Records contained in a dataset:
········
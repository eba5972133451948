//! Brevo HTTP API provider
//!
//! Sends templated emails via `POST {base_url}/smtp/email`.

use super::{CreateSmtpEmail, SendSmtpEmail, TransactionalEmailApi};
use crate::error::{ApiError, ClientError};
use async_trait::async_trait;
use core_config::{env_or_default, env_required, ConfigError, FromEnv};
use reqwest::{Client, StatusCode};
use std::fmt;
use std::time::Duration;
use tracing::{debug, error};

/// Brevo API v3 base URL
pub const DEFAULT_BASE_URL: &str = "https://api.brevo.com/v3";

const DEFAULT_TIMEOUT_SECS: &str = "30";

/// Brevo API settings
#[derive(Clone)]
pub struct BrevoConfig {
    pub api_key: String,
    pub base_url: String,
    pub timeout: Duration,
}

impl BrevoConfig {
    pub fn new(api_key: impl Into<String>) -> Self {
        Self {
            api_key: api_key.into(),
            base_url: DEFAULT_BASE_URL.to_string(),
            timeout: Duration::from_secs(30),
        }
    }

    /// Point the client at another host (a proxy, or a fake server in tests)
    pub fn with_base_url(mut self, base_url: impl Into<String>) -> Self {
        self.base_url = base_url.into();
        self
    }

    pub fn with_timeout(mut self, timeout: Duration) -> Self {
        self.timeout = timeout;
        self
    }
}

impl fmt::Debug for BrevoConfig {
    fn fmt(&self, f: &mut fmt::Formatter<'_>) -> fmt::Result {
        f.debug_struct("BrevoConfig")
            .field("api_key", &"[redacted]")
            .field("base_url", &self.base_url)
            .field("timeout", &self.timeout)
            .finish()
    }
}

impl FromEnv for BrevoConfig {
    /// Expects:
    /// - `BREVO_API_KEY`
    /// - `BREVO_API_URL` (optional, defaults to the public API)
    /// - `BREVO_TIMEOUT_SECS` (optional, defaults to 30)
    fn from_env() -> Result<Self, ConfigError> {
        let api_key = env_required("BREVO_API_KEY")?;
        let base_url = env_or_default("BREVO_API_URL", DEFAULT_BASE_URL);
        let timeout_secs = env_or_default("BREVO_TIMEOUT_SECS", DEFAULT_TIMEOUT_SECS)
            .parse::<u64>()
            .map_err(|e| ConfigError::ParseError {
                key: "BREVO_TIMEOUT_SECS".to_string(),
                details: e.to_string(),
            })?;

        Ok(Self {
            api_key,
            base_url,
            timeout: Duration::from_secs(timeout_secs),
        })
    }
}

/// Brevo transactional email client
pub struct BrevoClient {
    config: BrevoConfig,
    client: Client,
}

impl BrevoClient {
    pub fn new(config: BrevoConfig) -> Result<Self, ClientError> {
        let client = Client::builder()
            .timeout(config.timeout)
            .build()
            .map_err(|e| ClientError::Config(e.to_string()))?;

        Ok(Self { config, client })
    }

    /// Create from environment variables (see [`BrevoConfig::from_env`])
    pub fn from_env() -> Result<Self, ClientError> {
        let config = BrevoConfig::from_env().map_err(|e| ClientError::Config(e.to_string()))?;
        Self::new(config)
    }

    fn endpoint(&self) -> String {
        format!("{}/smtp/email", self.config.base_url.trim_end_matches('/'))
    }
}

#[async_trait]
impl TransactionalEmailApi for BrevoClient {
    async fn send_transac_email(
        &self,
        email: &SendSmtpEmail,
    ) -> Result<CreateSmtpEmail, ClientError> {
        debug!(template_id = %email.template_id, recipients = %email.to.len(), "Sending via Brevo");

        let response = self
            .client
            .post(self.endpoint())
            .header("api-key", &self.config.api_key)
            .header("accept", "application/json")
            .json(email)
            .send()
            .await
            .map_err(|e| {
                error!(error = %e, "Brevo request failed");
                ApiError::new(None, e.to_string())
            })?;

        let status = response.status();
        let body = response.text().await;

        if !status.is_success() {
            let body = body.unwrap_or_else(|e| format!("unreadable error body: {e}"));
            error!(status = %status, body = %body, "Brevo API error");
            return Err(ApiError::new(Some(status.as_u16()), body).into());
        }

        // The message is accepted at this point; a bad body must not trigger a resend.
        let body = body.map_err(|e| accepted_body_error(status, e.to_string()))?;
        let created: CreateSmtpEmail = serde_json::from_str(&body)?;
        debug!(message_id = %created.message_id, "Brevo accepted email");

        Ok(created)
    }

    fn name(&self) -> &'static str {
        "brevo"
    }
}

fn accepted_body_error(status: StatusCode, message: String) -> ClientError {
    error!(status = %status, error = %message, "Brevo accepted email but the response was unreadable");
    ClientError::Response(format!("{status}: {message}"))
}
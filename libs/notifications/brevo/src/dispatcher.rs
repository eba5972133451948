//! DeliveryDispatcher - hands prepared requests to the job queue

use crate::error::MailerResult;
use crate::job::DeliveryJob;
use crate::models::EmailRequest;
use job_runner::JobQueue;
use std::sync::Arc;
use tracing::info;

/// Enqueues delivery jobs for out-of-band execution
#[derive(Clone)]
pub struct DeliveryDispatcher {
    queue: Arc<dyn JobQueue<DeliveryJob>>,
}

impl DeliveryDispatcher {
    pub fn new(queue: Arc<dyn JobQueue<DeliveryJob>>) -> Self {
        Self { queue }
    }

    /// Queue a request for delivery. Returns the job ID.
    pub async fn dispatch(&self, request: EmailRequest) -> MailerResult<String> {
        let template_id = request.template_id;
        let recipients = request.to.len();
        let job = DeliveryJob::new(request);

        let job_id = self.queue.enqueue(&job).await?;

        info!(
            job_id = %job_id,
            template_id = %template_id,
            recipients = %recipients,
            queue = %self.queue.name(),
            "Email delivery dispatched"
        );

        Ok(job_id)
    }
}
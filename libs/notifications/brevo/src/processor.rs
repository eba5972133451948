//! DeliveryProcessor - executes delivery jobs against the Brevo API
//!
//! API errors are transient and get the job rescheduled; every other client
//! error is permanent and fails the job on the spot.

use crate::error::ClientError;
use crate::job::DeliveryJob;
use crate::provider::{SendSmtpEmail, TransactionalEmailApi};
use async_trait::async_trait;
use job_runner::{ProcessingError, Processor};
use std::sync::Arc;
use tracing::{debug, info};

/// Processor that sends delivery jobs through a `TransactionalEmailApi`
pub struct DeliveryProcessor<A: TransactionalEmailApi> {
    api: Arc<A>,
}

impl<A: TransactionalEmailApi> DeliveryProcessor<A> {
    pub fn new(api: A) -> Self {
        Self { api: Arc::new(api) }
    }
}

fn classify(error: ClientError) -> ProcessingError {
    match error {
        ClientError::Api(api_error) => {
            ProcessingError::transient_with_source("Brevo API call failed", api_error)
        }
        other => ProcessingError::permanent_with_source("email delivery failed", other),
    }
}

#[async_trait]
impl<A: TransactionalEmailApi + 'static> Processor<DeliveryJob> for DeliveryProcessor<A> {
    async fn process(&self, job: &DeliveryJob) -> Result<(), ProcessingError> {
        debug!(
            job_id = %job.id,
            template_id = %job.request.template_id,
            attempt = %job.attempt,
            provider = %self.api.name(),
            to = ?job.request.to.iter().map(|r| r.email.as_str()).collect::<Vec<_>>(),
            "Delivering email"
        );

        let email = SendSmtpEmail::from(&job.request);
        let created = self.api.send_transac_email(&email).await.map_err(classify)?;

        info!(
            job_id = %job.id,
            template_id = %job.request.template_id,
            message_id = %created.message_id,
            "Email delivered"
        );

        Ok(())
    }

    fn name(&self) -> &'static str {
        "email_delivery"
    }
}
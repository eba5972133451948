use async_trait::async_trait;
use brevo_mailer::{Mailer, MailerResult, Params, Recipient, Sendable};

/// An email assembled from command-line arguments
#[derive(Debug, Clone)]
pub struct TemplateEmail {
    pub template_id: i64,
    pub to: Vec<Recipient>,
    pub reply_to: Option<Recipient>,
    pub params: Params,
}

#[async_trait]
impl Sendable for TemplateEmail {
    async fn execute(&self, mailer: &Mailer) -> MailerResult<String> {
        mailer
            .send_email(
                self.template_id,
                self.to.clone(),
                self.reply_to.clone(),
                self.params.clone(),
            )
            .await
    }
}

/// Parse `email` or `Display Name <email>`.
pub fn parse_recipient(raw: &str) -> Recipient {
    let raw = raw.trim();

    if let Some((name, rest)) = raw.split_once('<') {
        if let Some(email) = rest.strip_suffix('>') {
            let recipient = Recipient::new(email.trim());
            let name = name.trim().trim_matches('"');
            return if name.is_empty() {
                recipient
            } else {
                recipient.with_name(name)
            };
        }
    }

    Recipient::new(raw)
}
········
— What you will do —
Sift through the entries and copy every line with "defaults".

— Response for this exercise —
    /// - `BREVO_API_URL` (optional, defaults to the public API)
    /// - `BREVO_TIMEOUT_SECS` (optional, defaults to 30)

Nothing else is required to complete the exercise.